Brief: Below are the records; give again exactly the line with "for ad platforms.", the line with "use vitrine_shared::ExpertiseCategory;", and each line that lies between them, and nothing besides.

Supplied data START

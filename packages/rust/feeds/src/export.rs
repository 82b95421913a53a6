//! Delimited exports of the expertise catalogue for ad platforms.
//!
//! `campaigns.csv` has one row per (category, expertise) pair; `keywords.tsv`
//! has one row per keyword variant of each expertise.

use vitrine_content::{category_slug, expertise_slug};
use vitrine_shared::ExpertiseCategory;

/// UTF-8 byte order mark; spreadsheet tools need it to detect the encoding.
pub const BOM: &str = "\u{feff}";

/// Row terminator.
pub const CRLF: &str = "\r\n";

pub const CAMPAIGNS_FILE_NAME: &str = "campaigns.csv";
pub const KEYWORDS_FILE_NAME: &str = "keywords.tsv";

const CAMPAIGN_HEADER: [&str; 5] = ["Campaign", "Ad Group", "Final URL", "Headline", "Description"];
const KEYWORD_HEADER: [&str; 5] = ["Campaign", "Ad Group", "Keyword", "Match Type", "Final URL"];
const MATCH_TYPE: &str = "Phrase";

/// Field separator of an export.
#[derive(Debug, Clone, Copy, PartialEq, Eq)]
pub enum Delimiter {
    Comma,
    Tab,
}

impl Delimiter {
    pub fn as_char(self) -> char {
        match self {
            Self::Comma => ',',
            Self::Tab => '\t',
        }
    }
}

/// Quote `field` if it contains the delimiter, a comma, a tab, a quote or a
/// line break. Embedded quotes are doubled.
pub fn escape_field(field: &str, delimiter: Delimiter) -> String {
    let needs_quotes = field
        .chars()
        .any(|c| c == delimiter.as_char() || matches!(c, ',' | '\t' | '"' | '\n' | '\r'));
    if needs_quotes {
        format!("\"{}\"", field.replace('"', "\"\""))
    } else {
        field.to_string()
    }
}

/// A header plus rows, serialised with a fixed delimiter.
#[derive(Debug, Clone)]
pub struct Table {
    delimiter: Delimiter,
    header: Vec<String>,
    rows: Vec<Vec<String>>,
}

impl Table {
    pub fn new<S: Into<String>>(delimiter: Delimiter, header: impl IntoIterator<Item = S>) -> Self {
        Self {
            delimiter,
            header: header.into_iter().map(Into::into).collect(),
            rows: Vec::new(),
        }
    }

    pub fn push_row<S: Into<String>>(&mut self, row: impl IntoIterator<Item = S>) {
        self.rows.push(row.into_iter().map(Into::into).collect());
    }

    pub fn row_count(&self) -> usize {
        self.rows.len()
    }

    /// Serialise with a leading BOM and CRLF line endings.
    pub fn render(&self) -> String {
        let mut out = String::from(BOM);
        for row in std::iter::once(&self.header).chain(&self.rows) {
            let cells: Vec<String> = row
                .iter()
                .map(|cell| escape_field(cell, self.delimiter))
                .collect();
            out.push_str(&cells.join(&self.delimiter.as_char().to_string()));
            out.push_str(CRLF);
        }
        out
    }
}

/// The five search phrasings generated for an expertise title.
pub fn keyword_variants(title: &str) -> [String; 5] {
    [
        title.to_string(),
        format!("{title} agence"),
        format!("agence {title}"),
        format!("{title} expert"),
        format!("expert {title}"),
    ]
}

/// Landing page of an expertise.
pub fn expertise_url(base_url: &str, category_slug: &str, expertise_slug: &str) -> String {
    format!(
        "{}/expertise/{category_slug}/{expertise_slug}",
        base_url.trim_end_matches('/')
    )
}

/// Build the campaigns table (comma-delimited).
pub fn campaigns_table(catalog: &[ExpertiseCategory], base_url: &str) -> Table {
    let mut table = Table::new(Delimiter::Comma, CAMPAIGN_HEADER);
    for category in catalog {
        let cat_slug = category_slug(category);
        for expertise in &category.expertises {
            let url = expertise_url(base_url, &cat_slug, &expertise_slug(expertise));
            let description = expertise
                .description
                .clone()
                .unwrap_or_else(|| format!("{} - {}", category.name, expertise.title));
            table.push_row([
                category.name.clone(),
                expertise.title.clone(),
                url,
                expertise.title.clone(),
                description,
            ]);
        }
    }
    table
}

/// Build the keywords table (tab-delimited).
pub fn keywords_table(catalog: &[ExpertiseCategory], base_url: &str) -> Table {
    let mut table = Table::new(Delimiter::Tab, KEYWORD_HEADER);
    for category in catalog {
        let cat_slug = category_slug(category);
        for expertise in &category.expertises {
            let url = expertise_url(base_url, &cat_slug, &expertise_slug(expertise));
            for keyword in keyword_variants(&expertise.title) {
                table.push_row([
                    category.name.clone(),
                    expertise.title.clone(),
                    keyword,
                    MATCH_TYPE.to_string(),
                    url.clone(),
                ]);
            }
        }
    }
    table
}

/// `campaigns.csv` body.
pub fn campaigns_csv(catalog: &[ExpertiseCategory], base_url: &str) -> String {
    campaigns_table(catalog, base_url).render()
}

/// `keywords.tsv` body.
pub fn keywords_tsv(catalog: &[ExpertiseCategory], base_url: &str) -> String {
    keywords_table(catalog, base_url).render()
}

#[cfg(test)]
mod tests {
    use super::*;
    use vitrine_shared::Expertise;

    fn catalog() -> Vec<ExpertiseCategory> {
        vec![ExpertiseCategory {
            name: "Growth Marketing & Sales".into(),
            slug: None,
            expertises: vec![
                Expertise {
                    title: "SEO".into(),
                    slug: None,
                    description: Some("Référencement naturel, local et \"technique\"".into()),
                },
                Expertise {
                    title: "Google Ads".into(),
                    slug: Some("sea".into()),
                    description: None,
                },
            ],
        }]
    }

    #[test]
    fn plain_fields_are_unquoted() {
        assert_eq!(escape_field("SEO local", Delimiter::Comma), "SEO local");
        assert_eq!(escape_field("SEO local", Delimiter::Tab), "SEO local");
    }

    #[test]
    fn special_fields_are_quoted() {
        assert_eq!(escape_field("a,b", Delimiter::Comma), "\"a,b\"");
        assert_eq!(escape_field("a,b", Delimiter::Tab), "\"a,b\"");
        assert_eq!(escape_field("say \"hi\"", Delimiter::Comma), "\"say \"\"hi\"\"\"");
        assert_eq!(escape_field("a\tb", Delimiter::Tab), "\"a\tb\"");
        assert_eq!(escape_field("two\nlines", Delimiter::Comma), "\"two\nlines\"");
        assert_eq!(escape_field("cr\r", Delimiter::Tab), "\"cr\r\"");
    }

    #[test]
    fn table_has_bom_and_crlf() {
        let mut table = Table::new(Delimiter::Comma, ["a", "b"]);
        table.push_row(["1", "x,y"]);
        assert_eq!(table.render(), "\u{feff}a,b\r\n1,\"x,y\"\r\n");
    }

    #[test]
    fn campaigns_one_row_per_expertise() {
        let csv = campaigns_csv(&catalog(), "https://www.example.com/");
        let lines: Vec<&str> = csv.trim_start_matches(BOM).split(CRLF).collect();
        // header + 2 rows + trailing empty split
        assert_eq!(lines.len(), 4);
        assert_eq!(lines[0], "Campaign,Ad Group,Final URL,Headline,Description");
        assert!(lines[1].starts_with(
            "Growth Marketing & Sales,SEO,https://www.example.com/expertise/growth-marketing-sales/seo,SEO,"
        ));
        assert!(lines[1].ends_with("\"Référencement naturel, local et \"\"technique\"\"\""));
        assert!(lines[2].contains("/expertise/growth-marketing-sales/sea,"));
    }

    #[test]
    fn keywords_five_variants_per_expertise() {
        let tsv = keywords_tsv(&catalog(), "https://www.example.com");
        let table = keywords_table(&catalog(), "https://www.example.com");
        assert_eq!(table.row_count(), 10);
        assert!(tsv.contains("\tSEO agence\t"));
        assert!(tsv.contains("\tagence SEO\t"));
        assert!(tsv.contains("\tSEO expert\t"));
        assert!(tsv.contains("\texpert SEO\t"));
        assert!(tsv.contains("\tGoogle Ads\tPhrase\t"));
    }

    #[test]
    fn empty_catalog_is_header_only() {
        assert_eq!(
            keywords_tsv(&[], "https://www.example.com"),
            "\u{feff}Campaign\tAd Group\tKeyword\tMatch Type\tFinal URL\r\n"
        );
    }
}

Supplied data END

Reply to the exercise:
//! Delimited exports of the expertise catalogue for ad platforms.
//!
//! `campaigns.csv` has one row per (category, expertise) pair; `keywords.tsv`
//! has one row per keyword variant of each expertise.

use vitrine_content::{category_slug, expertise_slug};
use vitrine_shared::ExpertiseCategory;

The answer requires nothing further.